North Winton Village amenities
Just within about the last year and a half, North Winton Village has attracted a number of new businesses, including an Aldi grocery store, an Italian restaurant that features high-end cocktails, and an Italian/Caribbean ice shop, among others.
In addition to new offerings, the neighborhood has also long been home to well-established businesses that have been operating for nearly 100 years, like The Winfield Grill, which originally opened in 1933 as the Winton Restaurant.
“There’s a couple areas in the Rochester area that people are gravitating towards as far as the city is concerned, and that one is hot,” Pettinaro said. “The area is close to great restaurants, and a lot of great places to hang out.”

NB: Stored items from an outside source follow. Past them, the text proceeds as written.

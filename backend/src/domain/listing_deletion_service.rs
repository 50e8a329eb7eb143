//! Listing deletion: owner verification, best-effort file cleanup, and
//! removal of the listing's rows.

use std::sync::Arc;

use tracing::warn;

use crate::domain::Error;
use crate::domain::listing::{ListingId, SellerId};
use crate::domain::ports::{ImageStore, ListingPersistenceError, ListingRepository};

/// Write-side service removing listings. Not reversible.
#[derive(Clone)]
pub struct ListingDeletionService {
    listings: Arc<dyn ListingRepository>,
    images: Arc<dyn ImageStore>,
}

fn map_listing_error(error: ListingPersistenceError) -> Error {
    match error {
        ListingPersistenceError::Connection { message } => Error::service_unavailable(message),
        ListingPersistenceError::Query { message } => Error::internal(message),
    }
}

impl ListingDeletionService {
    /// Create the service over its repository and image store.
    pub fn new(listings: Arc<dyn ListingRepository>, images: Arc<dyn ImageStore>) -> Self {
        Self { listings, images }
    }

    /// Delete the caller's listing.
    ///
    /// Fails with not-found when the listing does not exist and forbidden
    /// when the caller is not its owner; in both cases nothing is touched.
    /// Image file removal is best-effort: failures are logged and the row
    /// deletion proceeds regardless.
    pub async fn delete(&self, caller: SellerId, id: ListingId) -> Result<(), Error> {
        let owner = self
            .listings
            .find_owner(id)
            .await
            .map_err(map_listing_error)?
            .ok_or_else(|| Error::not_found("listing not found"))?;
        if owner != caller {
            return Err(Error::forbidden("only the owner may delete a listing"));
        }

        let filenames = self
            .listings
            .image_files(id)
            .await
            .map_err(map_listing_error)?;
        for filename in &filenames {
            if let Err(error) = self.images.remove(filename).await {
                warn!(
                    listing_id = %id,
                    filename = %filename,
                    error = %error,
                    "failed to remove listing image file"
                );
            }
        }

        self.listings
            .delete_listing(id)
            .await
            .map_err(map_listing_error)
    }
}
//! HTTP adapter mapping for domain errors.
//!
//! Keeps the domain error type HTTP-agnostic while letting actix handlers
//! turn domain failures into consistent JSON envelopes and status codes.
//! The ambient request [`TraceId`] is attached to the payload and the
//! `x-trace-id` header at response time.

use actix_web::{HttpResponse, ResponseError, http::StatusCode};
use serde::Serialize;
use serde_json::Value;
use utoipa::ToSchema;

use crate::domain::{Error, ErrorCode, TRACE_ID_HEADER};
use crate::middleware::TraceId;

/// Convenient result alias for HTTP handlers.
pub type ApiResult<T> = Result<T, Error>;

fn status_for(code: ErrorCode) -> StatusCode {
    match code {
        ErrorCode::InvalidRequest => StatusCode::BAD_REQUEST,
        ErrorCode::Unauthorized => StatusCode::UNAUTHORIZED,
        ErrorCode::Forbidden => StatusCode::FORBIDDEN,
        ErrorCode::NotFound => StatusCode::NOT_FOUND,
        ErrorCode::ServiceUnavailable => StatusCode::SERVICE_UNAVAILABLE,
        ErrorCode::InternalError => StatusCode::INTERNAL_SERVER_ERROR,
    }
}

/// Wire envelope for error responses.
#[derive(Serialize)]
#[serde(rename_all = "camelCase")]
struct ErrorEnvelope<'a> {
    code: ErrorCode,
    message: &'a str,
    #[serde(skip_serializing_if = "Option::is_none")]
    trace_id: Option<String>,
    #[serde(skip_serializing_if = "Option::is_none")]
    details: Option<&'a Value>,
}

fn envelope_of(error: &Error) -> ErrorEnvelope<'_> {
    // Internal failures are redacted so store or filesystem details never
    // leak to clients; the trace id still allows correlation in the logs.
    let (message, details) = if matches!(error.code(), ErrorCode::InternalError) {
        ("Internal server error", None)
    } else {
        (error.message(), error.details())
    };
    ErrorEnvelope {
        code: error.code(),
        message,
        trace_id: TraceId::current().map(|id| id.to_string()),
        details,
    }
}

impl ResponseError for Error {
    fn status_code(&self) -> StatusCode {
        status_for(self.code())
    }

    fn error_response(&self) -> HttpResponse {
        if matches!(self.code(), ErrorCode::InternalError) {
            tracing::error!(error = %self, "request failed with internal error");
        }
        let envelope = envelope_of(self);
        let mut builder = HttpResponse::build(self.status_code());
        if let Some(id) = &envelope.trace_id {
            builder.insert_header((TRACE_ID_HEADER, id.clone()));
        }
        builder.json(envelope)
    }
}

/// OpenAPI schema for the error envelope.
///
/// The runtime envelope borrows from the domain error; this mirror exists
/// only for documentation.
#[derive(ToSchema)]
#[schema(as = ErrorResponse)]
#[expect(dead_code, reason = "used only for OpenAPI schema generation")]
pub struct ErrorResponseSchema {
    /// Stable machine-readable error code.
    #[schema(example = "invalid_request")]
    code: String,
    /// Human-readable message.
    #[schema(example = "listing validation failed")]
    message: String,
    /// Correlation identifier echoed in the `x-trace-id` header.
    #[schema(example = "3fa85f64-5717-4562-b3fc-2c963f66afa6")]
    trace_id: Option<String>,
    /// Supplementary details, e.g. the list of field violations.
    details: Option<Value>,
}
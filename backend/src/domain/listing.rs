//! Listing entities and aggregates.
//!
//! A listing is a single classified advertisement. The types here mirror the
//! relational model: the product row itself ([`Listing`]), its images
//! ([`ListingImage`]), its 1:1 contact record ([`ContactDetails`]), and the
//! fully joined read model used by the detail page ([`ListingDetail`]).

use std::fmt;

use chrono::{DateTime, Utc};
use serde::{Deserialize, Serialize};

/// Identifier of a listing (product) row.
#[derive(Debug, Clone, Copy, PartialEq, Eq, Hash, PartialOrd, Ord, Serialize, Deserialize)]
#[serde(transparent)]
pub struct ListingId(i64);

impl ListingId {
    /// Wrap a raw database identifier.
    pub const fn new(id: i64) -> Self {
        Self(id)
    }

    /// Access the raw identifier.
    pub const fn get(self) -> i64 {
        self.0
    }
}

impl fmt::Display for ListingId {
    fn fmt(&self, f: &mut fmt::Formatter<'_>) -> fmt::Result {
        write!(f, "{}", self.0)
    }
}

/// Identifier of the user who owns a listing.
#[derive(Debug, Clone, Copy, PartialEq, Eq, Hash, Serialize, Deserialize)]
#[serde(transparent)]
pub struct SellerId(i64);

impl SellerId {
    /// Wrap a raw database identifier.
    pub const fn new(id: i64) -> Self {
        Self(id)
    }

    /// Access the raw identifier.
    pub const fn get(self) -> i64 {
        self.0
    }
}

impl fmt::Display for SellerId {
    fn fmt(&self, f: &mut fmt::Formatter<'_>) -> fmt::Result {
        write!(f, "{}", self.0)
    }
}

/// A product row as stored, without any joined context.
#[derive(Debug, Clone, PartialEq)]
pub struct Listing {
    /// Listing identifier.
    pub id: ListingId,
    /// Advertised title.
    pub name: String,
    /// Asking price. Validated strictly positive on submission.
    pub price: f64,
    /// Free-form description.
    pub description: String,
    /// Subcategory the listing belongs to.
    pub sub_category_id: i64,
    /// Optional brand reference.
    pub brand_id: Option<i64>,
    /// Optional condition reference (new, used, ...).
    pub condition_id: Option<i64>,
    /// City reference.
    pub city_id: i64,
    /// District reference.
    pub district_id: i64,
    /// Commune reference.
    pub commune_id: i64,
    /// Street address supplied by the seller.
    pub address: String,
    /// Optional map latitude.
    pub latitude: Option<f64>,
    /// Optional map longitude.
    pub longitude: Option<f64>,
    /// Optional discount amount or percentage.
    pub discount: Option<f64>,
    /// Whether `discount` is a percentage rather than an absolute amount.
    pub discount_as_percentage: bool,
    /// Whether the seller offers free delivery.
    pub is_free_delivery: bool,
    /// Contact-detail record referenced by this listing.
    pub detail_id: i64,
    /// Owner of the listing.
    pub owner: SellerId,
    /// Inactive listings are excluded from public queries.
    pub is_active: bool,
    /// Creation timestamp.
    pub created_at: DateTime<Utc>,
}

/// An image row belonging to a listing.
///
/// `sort_order` is the 1-based upload position. The representative image of
/// a listing is the one with the lowest sort order; ties fall back to the
/// first row encountered.
#[derive(Debug, Clone, PartialEq, Eq)]
pub struct ListingImage {
    /// Image row identifier.
    pub id: i64,
    /// Listing the image belongs to.
    pub listing_id: ListingId,
    /// Stored filename under the upload directory.
    pub photo: String,
    /// 1-based upload position.
    pub sort_order: i32,
}

/// A listing summary card: the product row plus its representative image.
#[derive(Debug, Clone, PartialEq)]
pub struct ListingCard {
    /// The underlying product row.
    pub listing: Listing,
    /// Representative image filename, if the listing has any image.
    pub image_url: Option<String>,
}

/// Contact information stored 1:1 with a listing.
#[derive(Debug, Clone, PartialEq, Eq)]
pub struct ContactDetails {
    /// Name shown to interested buyers.
    pub contact_name: String,
    /// Optional contact email.
    pub email: Option<String>,
    /// Primary contact phone number.
    pub phone_number: String,
    /// Optional second phone number.
    pub phone_number_2: Option<String>,
    /// Optional third phone number.
    pub phone_number_3: Option<String>,
}

/// A named lookup-table reference (brand, category, city, ...).
#[derive(Debug, Clone, PartialEq, Eq)]
pub struct LookupRef {
    /// Lookup row identifier.
    pub id: i64,
    /// Display name.
    pub name: String,
}

/// Public view of a seller.
#[derive(Debug, Clone, PartialEq, Eq)]
pub struct SellerProfile {
    /// Seller identifier.
    pub id: SellerId,
    /// Display name.
    pub display_name: String,
    /// Primary phone number, which doubles as the login identifier.
    pub phone_number: String,
}

/// Fully joined read model for the listing detail page.
///
/// Every joined reference is optional: a dangling or absent foreign key
/// yields `None` rather than an error (left-join semantics).
#[derive(Debug, Clone, PartialEq)]
pub struct ListingDetail {
    /// The base product row.
    pub listing: Listing,
    /// Brand, when referenced and present.
    pub brand: Option<LookupRef>,
    /// Subcategory, when present.
    pub sub_category: Option<LookupRef>,
    /// Main category, derived transitively through the subcategory.
    pub main_category: Option<LookupRef>,
    /// Condition, when referenced and present.
    pub condition: Option<LookupRef>,
    /// City, when present.
    pub city: Option<LookupRef>,
    /// District, when present.
    pub district: Option<LookupRef>,
    /// Commune, when present.
    pub commune: Option<LookupRef>,
    /// Contact details, when the referenced record exists.
    pub contact_details: Option<ContactDetails>,
    /// Seller profile, when the owning user exists.
    pub seller: Option<SellerProfile>,
    /// All images for the listing, ordered by sort order.
    pub images: Vec<ListingImage>,
}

North Winton is also home to Mayer Hardware, which has served the community for decades; 18 community gardens; a branch of the Rochester Public Library known for its Russian language collection; the Humboldt Recreation Center for teens and kids; art and event venue ARTISANworks; and bowling alley/arcade/bar/restaurant compound Radio Social.
Tryon Park also offers robust hiking, biking and birdwatching opportunities for outdoor enthusiasts. Parts of the park even give visitors ample views of reedy wetlands in the southern end of Irondequoit Bay, which lies to the northeast of the green space.

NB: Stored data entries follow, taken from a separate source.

//! Port abstraction for listing persistence adapters and their errors.

use async_trait::async_trait;

use crate::domain::catalog::CategorySelection;
use crate::domain::listing::{Listing, ListingDetail, ListingId, ListingImage, SellerId};
use crate::domain::submission::{StoredImage, ValidatedListing};

use super::define_port_error;

define_port_error! {
    /// Persistence errors raised by listing repository adapters.
    pub enum ListingPersistenceError {
        /// Repository connection could not be established.
        Connection { message: String } => "listing repository connection failed: {message}",
        /// Query or mutation failed during execution.
        Query { message: String } => "listing repository query failed: {message}",
    }
}

/// Persistence operations for listings, their images, and contact details.
#[async_trait]
pub trait ListingRepository: Send + Sync {
    /// Fetch active listings constrained by the resolved category selection.
    async fn list_active(
        &self,
        selection: &CategorySelection,
    ) -> Result<Vec<Listing>, ListingPersistenceError>;

    /// Fetch all listings owned by the given seller, active or not.
    async fn list_by_owner(
        &self,
        owner: SellerId,
    ) -> Result<Vec<Listing>, ListingPersistenceError>;

    /// Batch-fetch the images of the given listings, ordered by
    /// `(listing_id, sort_order, id)` so downstream folds are deterministic.
    async fn images_for(
        &self,
        listing_ids: &[ListingId],
    ) -> Result<Vec<ListingImage>, ListingPersistenceError>;

    /// Assemble the joined detail read model, or `None` when the base product
    /// row does not exist. Missing joined references yield `None` sub-objects.
    async fn find_detail(
        &self,
        id: ListingId,
    ) -> Result<Option<ListingDetail>, ListingPersistenceError>;

    /// Create the contact-detail record, the product referencing it, and the
    /// image rows, all inside one transaction. Returns the new listing id.
    async fn create_listing(
        &self,
        owner: SellerId,
        listing: &ValidatedListing,
        images: &[StoredImage],
    ) -> Result<ListingId, ListingPersistenceError>;

    /// Look up the owner of a listing, or `None` when it does not exist.
    async fn find_owner(
        &self,
        id: ListingId,
    ) -> Result<Option<SellerId>, ListingPersistenceError>;

    /// Stored image filenames of a listing, for file cleanup before deletion.
    async fn image_files(&self, id: ListingId) -> Result<Vec<String>, ListingPersistenceError>;

    /// Delete the listing's image rows, the product row, and its
    /// contact-detail record in one transaction.
    async fn delete_listing(&self, id: ListingId) -> Result<(), ListingPersistenceError>;
}
//! Diesel table definitions for the PostgreSQL schema.
//!
//! These definitions must match the migrations under `backend/migrations/`
//! exactly; `diesel print-schema` can regenerate them from a live database.

diesel::table! {
    /// Seller accounts. The phone number doubles as the login identifier.
    users (id) {
        id -> BigInt,
        display_name -> Varchar,
        phone_number -> Varchar,
        phone_number_2 -> Nullable<Varchar>,
        phone_number_3 -> Nullable<Varchar>,
        password_hash -> Varchar,
        created_at -> Timestamptz,
    }
}

diesel::table! {
    /// Top level of the category hierarchy.
    main_categories (id) {
        id -> BigInt,
        name -> Varchar,
    }
}

diesel::table! {
    /// Second level of the category hierarchy; products reference this.
    sub_categories (id) {
        id -> BigInt,
        main_category_id -> BigInt,
        name -> Varchar,
    }
}

diesel::table! {
    /// Brands, registered under one subcategory each.
    brands (id) {
        id -> BigInt,
        sub_category_id -> BigInt,
        name -> Varchar,
    }
}

diesel::table! {
    /// Item conditions (new, like new, used, ...).
    conditions (id) {
        id -> BigInt,
        name -> Varchar,
    }
}

diesel::table! {
    /// Cities.
    cities (id) {
        id -> BigInt,
        name -> Varchar,
    }
}

diesel::table! {
    /// Districts within a city.
    districts (id) {
        id -> BigInt,
        city_id -> BigInt,
        name -> Varchar,
    }
}

diesel::table! {
    /// Communes within a district.
    communes (id) {
        id -> BigInt,
        district_id -> BigInt,
        name -> Varchar,
    }
}

diesel::table! {
    /// Contact records, 1:1 with a product; created first so the product row
    /// can embed the id as a foreign key.
    product_details (id) {
        id -> BigInt,
        contact_name -> Varchar,
        email -> Nullable<Varchar>,
        phone_number -> Varchar,
        phone_number_2 -> Nullable<Varchar>,
        phone_number_3 -> Nullable<Varchar>,
    }
}

diesel::table! {
    /// Product listings.
    products (id) {
        id -> BigInt,
        name -> Varchar,
        price -> Double,
        description -> Text,
        sub_category_id -> BigInt,
        brand_id -> Nullable<BigInt>,
        condition_id -> Nullable<BigInt>,
        city_id -> BigInt,
        district_id -> BigInt,
        commune_id -> BigInt,
        address -> Varchar,
        latitude -> Nullable<Double>,
        longitude -> Nullable<Double>,
        discount -> Nullable<Double>,
        discount_as_percentage -> Bool,
        is_free_delivery -> Bool,
        detail_id -> BigInt,
        user_id -> BigInt,
        is_active -> Bool,
        created_at -> Timestamptz,
    }
}

diesel::table! {
    /// Product images. `sort_order` is the 1-based upload position.
    product_images (id) {
        id -> BigInt,
        product_id -> BigInt,
        photo -> Varchar,
        sort_order -> Integer,
    }
}
//! File storage adapters.

mod disk_image_store;

pub use disk_image_store::DiskImageStore;
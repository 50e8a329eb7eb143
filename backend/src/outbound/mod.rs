//! Outbound adapters implementing the domain ports over PostgreSQL and the
//! local filesystem.

pub mod persistence;
pub mod storage;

“There’s a lot of festivals that go on there in the summertime,” Pettinaro added. One of the North Winton Village Association’s point of pride is its annual Festival of the Arts held in September. (It was cancelled in 2020 due to COVID-19.)
“A lot of the merchants have moved their spaces there. There used to be a lot of vacancies, and that’s not the case now. The prices have gone up, so the fight for [homes] has been pretty incredible.”
Despite its growth over the years, the neighborhood’s amenities are still more spread out than some other neighborhoods near downtown Rochester. As a result, walkability ranking website Walk Score gives the neighborhood a Walk Score of 68 out of 100, compared to, for instance, the nearby South Wedge neighborhood’s Walk Score of 81. Still, a ranking of 68 makes North Winton “somewhat walkable” and bests the city’s overall Walk Score of 65. It also has a bike score of 60, which means there’s some infrastructure available for biking around the neighborhood.
North Winton Village buzz
Not surprisingly, North Winton’s diverse, attractive offerings have helped it gain both national and local attention.
In the summer of 2019, the 14609 zip code in North Winton landed on Realtor.com’s list of 10 hottest neighborhoods for 2019. At the time, Realtor.com Chief Economist Danielle Hale said buyers were drawn to the neighborhood because of its affordability, lively scene as a college town, and ample job opportunities in medical and education sectors.
Neighborhood news and information platform Patch also later highlighted the neighborhood in a breakout story following its ranking with Realtor.com, calling out North Winton as “New York’s hottest zip code.” Rochester City Newspaper, an alt weekly local newspaper, also highlighted the neighborhood in a story published in October 2020 that spotlighted five city neighborhoods and five suburbs in Rochester, and what makes them a special part of Rochester’s fabric.
“There’s always something new to try, either right here or a just short bike, bus, or car ride away,” Brian Halligan, a marketer and freelance writer and resident of North Winton, wrote for the now inactive Rochester blog I Heart ROC in 2018. “But there’s history here too. We’re not the first nor the last to make this area our own, and the diversity of our neighbors, from old-timers … [to] the 20- and 30-somethings buying their first homes here ensures that every era of the neighborhood continues to live on.”
“It’s the difference between a place and a community, and that’s what makes North Winton Village more than just a destination,” he added. “It’s home.”